Recorded information:

********************

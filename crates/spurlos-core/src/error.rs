use thiserror::Error;

/// Errors that can occur during spurlos core operations.
#[derive(Debug, Error)]
pub enum SpurlosError {
    /// The input text is empty or contains only whitespace.
    #[error("input is empty or whitespace-only")]
    EmptyInput,

    /// A regex pattern failed to compile (should not happen with static patterns).
    #[error("regex compilation error: {0}")]
    RegexError(#[from] regex::Error),

    /// The sequence model returned the wrong number of label sequences.
    #[error("model returned {got} label sequences for {expected} sentences")]
    LabelCountMismatch {
        /// Number of sentences handed to the model.
        expected: usize,
        /// Number of label sequences it returned.
        got: usize,
    },

    /// The sequence model failed to produce predictions.
    #[error("inference error: {0}")]
    InferenceError(String),
}

/// Result type alias for spurlos core operations.
pub type Result<T> = std::result::Result<T, SpurlosError>;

********************

Problem description:
Exactly as given, please retype all the entries.

Answer space:
filename crates/spurlos-core/src/error.rs
use thiserror::Error;

/// Errors that can occur during spurlos core operations.
#[derive(Debug, Error)]
pub enum SpurlosError {
    /// The input text is empty or contains only whitespace.
    #[error("input is empty or whitespace-only")]
    EmptyInput,

    /// A regex pattern failed to compile (should not happen with static patterns).
    #[error("regex compilation error: {0}")]
    RegexError(#[from] regex::Error),

    /// The sequence model returned the wrong number of label sequences.
    #[error("model returned {got} label sequences for {expected} sentences")]
    LabelCountMismatch {
        /// Number of sentences handed to the model.
        expected: usize,
        /// Number of label sequences it returned.
        got: usize,
    },

    /// The sequence model failed to produce predictions.
    #[error("inference error: {0}")]
    InferenceError(String),
}

/// Result type alias for spurlos core operations.
pub type Result<T> = std::result::Result<T, SpurlosError>;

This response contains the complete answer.